Ворота отъезжают, и открывается дивная картина: лес скульптур... прямо среди леса. А посреди двора сидит такая аккуратная черная кошечка и старательно намывает белой лапкой мордочку. Ну точно, киса эта, по народным приметам, гостей намывает: через две недели их здесь будет видимо-невидимо, официальных и неофициальных.
— Она вчера родила. Целых пять штук. Живет она здесь, — говорит президент академии, сейчас на академика мало похожий. Он как прораб на стройке — красный фартук поверх белой рубашки, белые бермуды, руки по локоть не то в грязи, не то в цементе. А вокруг — машины со сварочными аппаратами, те фонтанируют искрами, и без очков на них больно смотреть.
Рабочие, краны приезжают и уезжают, выгружая среди елей все новые фигуры. Что-то нереальное есть в том, как дворяне, президенты, вполне узнаваемые художники, артисты с мировыми именами или простолюдины частями или целиком болтаются в воздухе, но без намека на угрозу падения. Машинный кран клещами вцепляется в крюк, который вбит в голову каждой скульптуры.
— Это чтобы удобнее двигать, на нужное место ставить. Смотри, у всех тут такие крюки, — говорит бригадир, немолодой мужчина с сильно загорелым лицом.
Нет, в этом самом обычном крючке определенно есть своя философия: кто бы ты ни был — шут или король, великий или самый обыкновенный человек — перед крюком судьбы все равны.
Но сколько именно сейчас скульптур, никто точно ответить не может, включая самого автора. Да и спросить особо не у кого: Мастер с мозаикой разбирается, со сварщиками спорит:
— Автоген тут нужен, автоген, понимаешь?
Понимаю, что скульптуры придется посчитать. Обхожу участок — соток, наверное, в 40–50. Что ни метр — произведение искусства — камень, бронза, литье, выколотка на меди… Глаза разбегаются: рядом с великим Нуреевым (раскинув руки, летит куда-то — танец или побег из СССР в Париж?) рыбак с рыбой в руках на земном шарике съежился от одиночества. Пикассо лысый, в костюме, а напротив — группа грузинских музыкантов, трогательно-наивных, деревенский такой оркестрик, играющий обычно на свадьбах и похоронах. Их позолотой покрывает женщина, и про нее все тут, включая Зураба Церетели, с восхищением говорят: «Наташа — большая мастерица».

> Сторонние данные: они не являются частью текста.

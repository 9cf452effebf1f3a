//! # Noughts
//!
//! Networked two-player noughts and crosses.
//!
//! A server accepts connections, pairs them in arrival order, and runs
//! each pair's game in its own task over a fixed-format wire protocol.
//! A client renders the game and forwards the user's moves.
//!
//! ## Quick Start
//!
//! ```rust,no_run
//! use noughts::prelude::*;
//!
//! # async fn serve() -> Result<(), NoughtsError> {
//! let server = NoughtsServer::builder()
//!     .bind("0.0.0.0:4000")
//!     .build()
//!     .await?;
//! server.run().await
//! # }
//! ```
//!
//! ## Crates
//!
//! - `noughts-transport`: connections and the TCP listener
//! - `noughts-protocol`: command tokens, integer frames, player identity
//! - `noughts-game`: board and rules
//! - `noughts-session`: the per-game turn loop and the player count
//! - `noughts-lobby`: pairing

pub mod cli;
mod client;
mod error;
mod server;
pub mod terminal;

pub use client::{ClientEvent, Frontend, GameClient, GameResult};
pub use error::NoughtsError;
pub use server::{NoughtsServer, NoughtsServerBuilder};

/// Common imports for using Noughts.
pub mod prelude {
    pub use crate::{
        ClientEvent, Frontend, GameClient, GameResult, NoughtsError, NoughtsServer,
        NoughtsServerBuilder,
    };
    pub use noughts_game::{Board, Cell, Square};
    pub use noughts_lobby::LobbyConfig;
    pub use noughts_protocol::PlayerId;
    pub use noughts_session::{Outcome, PlayerRegistry};
}
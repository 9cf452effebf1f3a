//! The lobby: where accepted connections wait to be paired.
//!
//! # Key types
//!
//! - [`Lobby`]: assigns identities and pairs connections in arrival order
//! - [`Pairing`]: two seats ready to become a [`Session`](noughts_session::Session)
//! - [`LobbyConfig`]: the player ceiling

mod config;
mod error;
mod lobby;

pub use config::{LobbyConfig, MIN_PLAYERS};
pub use error::LobbyError;
pub use lobby::{Lobby, Pairing};
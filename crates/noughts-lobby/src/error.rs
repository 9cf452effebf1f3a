//! Error types for the lobby.

use noughts_protocol::ProtocolError;

/// Errors that can occur while admitting a connection.
///
/// An admission error costs only the connection being admitted. A player
/// already waiting for an opponent is unaffected.
#[derive(Debug, thiserror::Error)]
pub enum LobbyError {
    /// Sending the identity or `HLD` to the new connection failed.
    #[error(transparent)]
    Protocol(#[from] ProtocolError),
}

Но вот, пожалуй, самое впечатляющее — два огромных барса в прыжке буквально зависли над серебряным шаром, и непонятно, каким таким образом этот шар не падает. А рядом с четырехметровыми хищниками — Президент Российской Федерации в костюме дзюдоиста: поза — готовность №1 перед выходом на татами.
— Зураб Константинович, а что-то я Лужкова не вижу в компании ваших современников. Михалков, Табаков, Спиваков, Ахмадулина и другие достойные люди — здесь, в скульптурном виде и в барельефах. А вот Юрия Михайловича, того, что запечатлен в образе дворника, нет.

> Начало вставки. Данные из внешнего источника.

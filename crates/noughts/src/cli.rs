//! Command-line arguments and logging setup for the binaries.

use clap::Parser;
use noughts_lobby::LobbyConfig;
use tracing_subscriber::EnvFilter;

/// Noughts server - referees two-player games over TCP
#[derive(Parser, Debug)]
#[command(name = "noughts-server")]
#[command(about = "Pairs connecting clients and referees their games", long_about = None)]
#[command(version)]
pub struct ServerArgs {
    /// Port to listen on
    pub port: u16,

    /// Address to bind to
    #[arg(long, default_value = "0.0.0.0")]
    pub host: String,

    /// Most players waiting or in a game at once
    #[arg(long, default_value_t = 6)]
    pub max_players: usize,
}

impl ServerArgs {
    pub fn bind_addr(&self) -> String {
        format!("{}:{}", self.host, self.port)
    }

    pub fn lobby_config(&self) -> LobbyConfig {
        LobbyConfig {
            max_players: self.max_players,
        }
    }
}

/// Noughts client - plays one game in the terminal
#[derive(Parser, Debug)]
#[command(name = "noughts-client")]
#[command(about = "Connects to a Noughts server and plays one game", long_about = None)]
#[command(version)]
pub struct ClientArgs {
    /// Port the server listens on
    pub port: u16,

    /// Server address
    #[arg(long, default_value = "127.0.0.1")]
    pub host: String,
}

impl ClientArgs {
    pub fn server_addr(&self) -> String {
        format!("{}:{}", self.host, self.port)
    }
}

/// Installs a `fmt` subscriber writing to stderr.
///
/// The filter comes from `RUST_LOG`, falling back to `default_level` when
/// the variable is unset or invalid.
pub fn init_tracing(default_level: &str) {
    let _ = tracing_subscriber::fmt()
        .with_env_filter(
            EnvFilter::try_from_default_env().unwrap_or_else(|_| EnvFilter::new(default_level)),
        )
        .with_writer(std::io::stderr)
        .try_init();
}
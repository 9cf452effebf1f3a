//! A single game between two paired connections.
//!
//! A [`Session`] owns both [`Seat`]s and the [`Game`] they play. It runs
//! as its own Tokio task: nothing else touches its board, and its only
//! link to the rest of the server is the shared [`PlayerRegistry`] it
//! reads when a player asks for the count.
//!
//! # Turn protocol
//!
//! ```text
//! both     ← SRT
//! other    ← WAT            (only when the acting player changed)
//! acting   ← TRN
//! acting   → int
//!   9       acting ← CNT n, prompt the same player again
//!   illegal acting ← INV,   read again (no new TRN)
//!   legal   both   ← UPD player square
//!           win:  acting ← WIN, other ← LSE
//!           9th move without a line: both ← DRW
//! ```

use std::fmt;
use std::sync::atomic::{AtomicU64, Ordering};

use noughts_game::{Game, Move, Progress};
use noughts_protocol::{PlayerId, ServerMessage, WireExt};
use noughts_transport::Connection;

use crate::{Phase, PlayerRegistry, PlayerTicket, SessionError};

/// Counter for generating unique session IDs.
static NEXT_SESSION_ID: AtomicU64 = AtomicU64::new(1);

/// Identifies one game in the logs.
#[derive(Debug, Clone, Copy, PartialEq, Eq, Hash)]
pub struct SessionId(u64);

impl SessionId {
    fn next() -> Self {
        Self(NEXT_SESSION_ID.fetch_add(1, Ordering::Relaxed))
    }
}

impl fmt::Display for SessionId {
    fn fmt(&self, f: &mut fmt::Formatter<'_>) -> fmt::Result {
        write!(f, "G-{}", self.0)
    }
}

/// A paired connection: who it is, how to reach it, and the slot it
/// holds in the player count.
pub struct Seat<C> {
    player: PlayerId,
    conn: C,
    ticket: PlayerTicket,
}

impl<C: Connection> Seat<C> {
    pub fn new(player: PlayerId, conn: C, ticket: PlayerTicket) -> Self {
        Self {
            player,
            conn,
            ticket,
        }
    }

    pub fn player(&self) -> PlayerId {
        self.player
    }

    pub fn conn(&self) -> &C {
        &self.conn
    }
}

impl<C> fmt::Debug for Seat<C> {
    fn fmt(&self, f: &mut fmt::Formatter<'_>) -> fmt::Result {
        f.debug_struct("Seat")
            .field("player", &self.player)
            .field("ticket", &self.ticket)
            .finish_non_exhaustive()
    }
}

/// How a session ended.
#[derive(Debug, Clone, Copy, PartialEq, Eq)]
pub enum Outcome {
    Won(PlayerId),
    Draw,
    /// A seat disconnected or sent garbage before the game finished.
    Aborted,
}

impl fmt::Display for Outcome {
    fn fmt(&self, f: &mut fmt::Formatter<'_>) -> fmt::Result {
        match self {
            Self::Won(p) => write!(f, "won by {p}"),
            Self::Draw => write!(f, "draw"),
            Self::Aborted => write!(f, "aborted"),
        }
    }
}

/// One game from `SRT` to a terminal outcome.
pub struct Session<C> {
    id: SessionId,
    /// Indexed by [`PlayerId::index`].
    seats: [Seat<C>; 2],
    game: Game,
    registry: PlayerRegistry,
    /// The player who most recently received `TRN`.
    last_prompted: PlayerId,
}

impl<C: Connection> Session<C> {
    /// Creates a session for two seats, in either order.
    ///
    /// # Errors
    /// [`SessionError::DuplicateSeat`] if both seats hold the same
    /// identity. The seats are dropped, releasing their slots.
    pub fn new(a: Seat<C>, b: Seat<C>, registry: PlayerRegistry) -> Result<Self, SessionError> {
        if a.player == b.player {
            return Err(SessionError::DuplicateSeat(a.player));
        }
        let seats = if a.player == PlayerId::First {
            [a, b]
        } else {
            [b, a]
        };
        Ok(Self {
            id: SessionId::next(),
            seats,
            game: Game::new(),
            registry,
            // The second seat counts as prompted last, so it gets WAT
            // before the first seat's opening TRN.
            last_prompted: PlayerId::Second,
        })
    }

    pub fn id(&self) -> SessionId {
        self.id
    }

    /// Plays the game to the end, closes both connections, and releases
    /// both player slots.
    pub async fn run(mut self) -> Outcome {
        let session_id = self.id;
        tracing::info!(
            %session_id,
            first = %self.seat(PlayerId::First).conn.id(),
            second = %self.seat(PlayerId::Second).conn.id(),
            "game started"
        );

        let mut phase = Phase::AwaitingStart;
        while !phase.is_terminal() {
            phase = match self.step(phase).await {
                Ok(next) => next,
                Err(e) => {
                    tracing::warn!(
                        %session_id,
                        %phase,
                        player = ?phase.acting_player(),
                        error = %e,
                        "session aborted"
                    );
                    Phase::Aborted
                }
            };
        }

        self.close().await;

        let outcome = match phase {
            Phase::Winner(p) => Outcome::Won(p),
            Phase::Draw => Outcome::Draw,
            _ => Outcome::Aborted,
        };
        tracing::info!(%session_id, %outcome, moves = self.game.moves(), "game over");
        outcome
    }

    /// Performs the I/O for one phase and returns the next.
    async fn step(&mut self, phase: Phase) -> Result<Phase, SessionError> {
        let next = match phase {
            Phase::AwaitingStart => {
                self.broadcast(ServerMessage::Start).await?;
                Phase::PlayerTurn(PlayerId::First)
            }

            Phase::PlayerTurn(player) => {
                if self.last_prompted != player {
                    self.send(player.opponent(), ServerMessage::Wait).await?;
                }
                self.send(player, ServerMessage::Turn).await?;
                self.last_prompted = player;
                Phase::AwaitingMove(player)
            }

            Phase::AwaitingMove(player) => {
                let value = self.seat(player).conn.recv_int().await?;
                tracing::debug!(session_id = %self.id, %player, value, "move received");
                match self.game.classify(value) {
                    Ok(Move::QueryPlayers) => {
                        let count = self.registry.count();
                        let count = i32::try_from(count).unwrap_or(i32::MAX);
                        self.send(player, ServerMessage::Count(count)).await?;
                        Phase::PlayerTurn(player)
                    }
                    Ok(Move::Place(square)) => Phase::MoveValid { player, square },
                    Err(reason) => {
                        tracing::debug!(session_id = %self.id, %player, %reason, "move rejected");
                        Phase::MoveInvalid(player)
                    }
                }
            }

            Phase::MoveInvalid(player) => {
                self.send(player, ServerMessage::Invalid).await?;
                Phase::AwaitingMove(player)
            }

            Phase::MoveValid { player, square } => {
                let progress = self.game.place(player, square)?;
                tracing::debug!(
                    session_id = %self.id,
                    "board after {player} took {square}:\n{}",
                    self.game.board()
                );
                Phase::BoardUpdated {
                    player,
                    square,
                    progress,
                }
            }

            Phase::BoardUpdated {
                player,
                square,
                progress,
            } => {
                let update = ServerMessage::Update {
                    player,
                    position: square.to_wire(),
                };
                self.broadcast(update).await?;
                Phase::CheckOutcome(progress)
            }

            Phase::CheckOutcome(Progress::Won(winner)) => {
                self.send(winner, ServerMessage::Win).await?;
                self.send(winner.opponent(), ServerMessage::Lose).await?;
                Phase::Winner(winner)
            }
            Phase::CheckOutcome(Progress::Drawn) => {
                self.broadcast(ServerMessage::Draw).await?;
                Phase::Draw
            }
            Phase::CheckOutcome(Progress::Continue(next)) => Phase::NextTurn(next),

            Phase::NextTurn(player) => Phase::PlayerTurn(player),

            terminal @ (Phase::Winner(_) | Phase::Draw | Phase::Aborted) => terminal,
        };
        Ok(next)
    }

    fn seat(&self, player: PlayerId) -> &Seat<C> {
        &self.seats[player.index()]
    }

    async fn send(&self, player: PlayerId, msg: ServerMessage) -> Result<(), SessionError> {
        self.seat(player).conn.send_message(&msg).await?;
        Ok(())
    }

    /// Sends `msg` to the first seat, then the second.
    async fn broadcast(&self, msg: ServerMessage) -> Result<(), SessionError> {
        for player in PlayerId::BOTH {
            self.send(player, msg).await?;
        }
        Ok(())
    }

    async fn close(&self) {
        for seat in &self.seats {
            if let Err(e) = seat.conn.close().await {
                tracing::debug!(
                    session_id = %self.id,
                    conn_id = %seat.conn.id(),
                    error = %e,
                    "close failed"
                );
            }
        }
    }
}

— Лужков, цари остались в галерее. У этого музея другая структура. Лужков что? Дружили, каждый день встречались, смотрел на него — образ поймал. Путин — тоже образ поймал, когда он еще не был президентом, с Анатолием Собчаком тогда работал. Я сидел как судья на соревнованиях по дзюдо, и мы обсуждали, как дети борются. А Путин стоял так (показывает позу дзюдоиста перед схваткой), я взял карандаш и сделал 12 набросков. И он видел, что я рисовал. Я сделал модель, показал ему, потом собрал скульптуру.
Короткий перерыв. Мастер присел на скамейку, и тут же рядом пристраивается молодая мамаша — черная кошечка. Лика, дочь Зураба Константиновича, тоже художница, говорит, что кошку зовут Шлындра и ее, только родившую, пасет мордатый полосатый кот, он, наверное, отцом котятам и будет. Помимо кошек на даче у Церетели живут еще три собаки — кавказец, алабай и королевский пудель.

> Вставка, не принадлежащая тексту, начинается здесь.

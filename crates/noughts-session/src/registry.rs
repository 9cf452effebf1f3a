//! The process-wide player count.
//!
//! Every connection that is waiting for an opponent or sitting in a game
//! holds a [`PlayerTicket`]. The count is the number of live tickets:
//! [`PlayerRegistry::admit`] hands one out and dropping it gives the slot
//! back. Because the decrement lives in `Drop`, a session that ends by
//! win, draw, or disconnect (or a connection that fails during pairing)
//! all release their slot the same way.
//!
//! # Concurrency note
//!
//! The count sits behind a `std::sync::Mutex`, not Tokio's. It is only
//! held for an increment, decrement, or read, never across an `.await`,
//! and `Drop` cannot be async.

use std::sync::{Arc, Mutex, MutexGuard, PoisonError};

use tokio::sync::Notify;

struct Inner {
    count: Mutex<usize>,
    max_players: usize,
    /// Signalled every time a ticket is dropped.
    released: Notify,
}

impl Inner {
    fn lock(&self) -> MutexGuard<'_, usize> {
        // A panic while holding the lock cannot leave the integer half
        // written, so the value is still usable.
        self.count.lock().unwrap_or_else(PoisonError::into_inner)
    }
}

/// Shared handle to the player count.
///
/// Cheap to clone; every clone sees the same count.
#[derive(Clone)]
pub struct PlayerRegistry {
    inner: Arc<Inner>,
}

impl PlayerRegistry {
    /// Creates a registry that admits at most `max_players` at once when
    /// callers check [`has_capacity`](Self::has_capacity) first.
    pub fn new(max_players: usize) -> Self {
        Self {
            inner: Arc::new(Inner {
                count: Mutex::new(0),
                max_players,
                released: Notify::new(),
            }),
        }
    }

    /// Counts one more player and returns the ticket that holds the slot.
    ///
    /// This never refuses. The ceiling is enforced by the acceptor calling
    /// [`wait_for_capacity`](Self::wait_for_capacity) before it starts a
    /// new pairing.
    pub fn admit(&self) -> PlayerTicket {
        let count = {
            let mut count = self.inner.lock();
            *count += 1;
            *count
        };
        tracing::debug!(count, "player admitted");
        PlayerTicket {
            inner: Arc::clone(&self.inner),
        }
    }

    /// Number of live tickets.
    pub fn count(&self) -> usize {
        *self.inner.lock()
    }

    pub fn max_players(&self) -> usize {
        self.inner.max_players
    }

    /// Returns `true` if `additional` more players fit under the ceiling.
    pub fn has_capacity(&self, additional: usize) -> bool {
        self.count() + additional <= self.inner.max_players
    }

    /// Suspends until `additional` more players fit under the ceiling.
    ///
    /// Returns immediately if they already do. Otherwise wakes on each
    /// ticket drop and checks again.
    pub async fn wait_for_capacity(&self, additional: usize) {
        loop {
            let released = self.inner.released.notified();
            tokio::pin!(released);
            // Register before checking so a drop between the check and the
            // await is not missed.
            released.as_mut().enable();

            if self.has_capacity(additional) {
                return;
            }
            tracing::debug!(
                count = self.count(),
                max_players = self.inner.max_players,
                "at capacity, waiting for a game to finish"
            );
            released.await;
        }
    }
}

impl std::fmt::Debug for PlayerRegistry {
    fn fmt(&self, f: &mut std::fmt::Formatter<'_>) -> std::fmt::Result {
        f.debug_struct("PlayerRegistry")
            .field("count", &self.count())
            .field("max_players", &self.inner.max_players)
            .finish()
    }
}

/// One counted player. Dropping it decrements the count.
#[must_use = "dropping the ticket releases the player slot immediately"]
pub struct PlayerTicket {
    inner: Arc<Inner>,
}

impl Drop for PlayerTicket {
    fn drop(&mut self) {
        let count = {
            let mut count = self.inner.lock();
            *count = count.saturating_sub(1);
            *count
        };
        tracing::debug!(count, "player released");
        self.inner.released.notify_waiters();
    }
}

impl std::fmt::Debug for PlayerTicket {
    fn fmt(&self, f: &mut std::fmt::Formatter<'_>) -> std::fmt::Result {
        f.debug_struct("PlayerTicket").finish_non_exhaustive()
    }
}

#[cfg(test)]
mod tests {
    use std::time::Duration;

    use super::*;

    #[test]
    fn test_admit_increments_and_drop_decrements() {
        let registry = PlayerRegistry::new(6);
        let a = registry.admit();
        let b = registry.admit();
        assert_eq!(registry.count(), 2);

        drop(a);
        assert_eq!(registry.count(), 1);
        drop(b);
        assert_eq!(registry.count(), 0);
    }

    #[test]
    fn test_clones_share_count() {
        let registry = PlayerRegistry::new(6);
        let other = registry.clone();
        let _ticket = other.admit();
        assert_eq!(registry.count(), 1);
    }

    #[test]
    fn test_has_capacity_counts_the_new_players() {
        let registry = PlayerRegistry::new(4);
        let _a = registry.admit();
        let _b = registry.admit();
        assert!(registry.has_capacity(2));
        let _c = registry.admit();
        assert!(!registry.has_capacity(2));
        assert!(registry.has_capacity(1));
    }

    #[tokio::test]
    async fn test_wait_for_capacity_returns_immediately_when_room() {
        let registry = PlayerRegistry::new(2);
        tokio::time::timeout(Duration::from_secs(1), registry.wait_for_capacity(2))
            .await
            .expect("should not wait");
    }

    #[tokio::test]
    async fn test_wait_for_capacity_wakes_on_ticket_drop() {
        let registry = PlayerRegistry::new(2);
        let a = registry.admit();
        let _b = registry.admit();

        let waiter = {
            let registry = registry.clone();
            tokio::spawn(async move { registry.wait_for_capacity(1).await })
        };

        tokio::time::sleep(Duration::from_millis(20)).await;
        assert!(!waiter.is_finished());

        drop(a);
        tokio::time::timeout(Duration::from_secs(1), waiter)
            .await
            .expect("waiter should wake")
            .unwrap();
    }

    #[tokio::test]
    async fn test_wait_for_capacity_keeps_waiting_until_enough_room() {
        let registry = PlayerRegistry::new(2);
        let a = registry.admit();
        let b = registry.admit();

        let waiter = {
            let registry = registry.clone();
            tokio::spawn(async move { registry.wait_for_capacity(2).await })
        };

        drop(a);
        tokio::time::sleep(Duration::from_millis(20)).await;
        assert!(!waiter.is_finished());

        drop(b);
        tokio::time::timeout(Duration::from_secs(1), waiter)
            .await
            .expect("waiter should wake")
            .unwrap();
    }
}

— Хочу уточнить: это копии тех работ, которые уже стоят в галерее на Пречистенке и Большой Грузинской?
— Что ты, это все оригиналы, ручная работа. Вот смотри, скульптурная композиция героям моего любимого фильма «Мимино»: Буба Кикабидзе, Женя Леонов, Фрунзик Мкртчян. В Тбилиси уже стоит такой памятник, а здесь — тут тонкости понимать надо — в ручной работе, немного другие образы, по-другому пластика строится. В общем, создал композицию, вот и все — музей под открытым небом. Еще не открыл, а туристы уже ходят.
И без перехода: «Кушать будешь?». Вопрос формальный и риторический: грузинский дом отказа не допускает. Тем более дом Церетели.
После обеда со вкуснейшими хачапури, сыром, пузатыми помидорами Мастера зовут решать судьбу Чарли Чаплина: к какой группе примкнет великий Чарли из немого кино — ближе к дому, Пикассо или женам декабристов? Скульптурная группа в кринолинах образовала небольшую аллею.
В Переделкине это будет не парк застывших скульптур: они, как говорит Зураб Константинович, всегда в пути: отсюда будут уезжать на выставки, возвращаться в Переделкино, к ним будут добавляться новые «обитатели».
— В общем, живая жизнь, живой парк. У меня еще будут здесь свои дни для мастер-классов. По пятницам, знаешь, провожу мастер-классы для детей у себя в академии, а здесь — в субботу, воскресенье. Много местных детей, здесь же школа есть.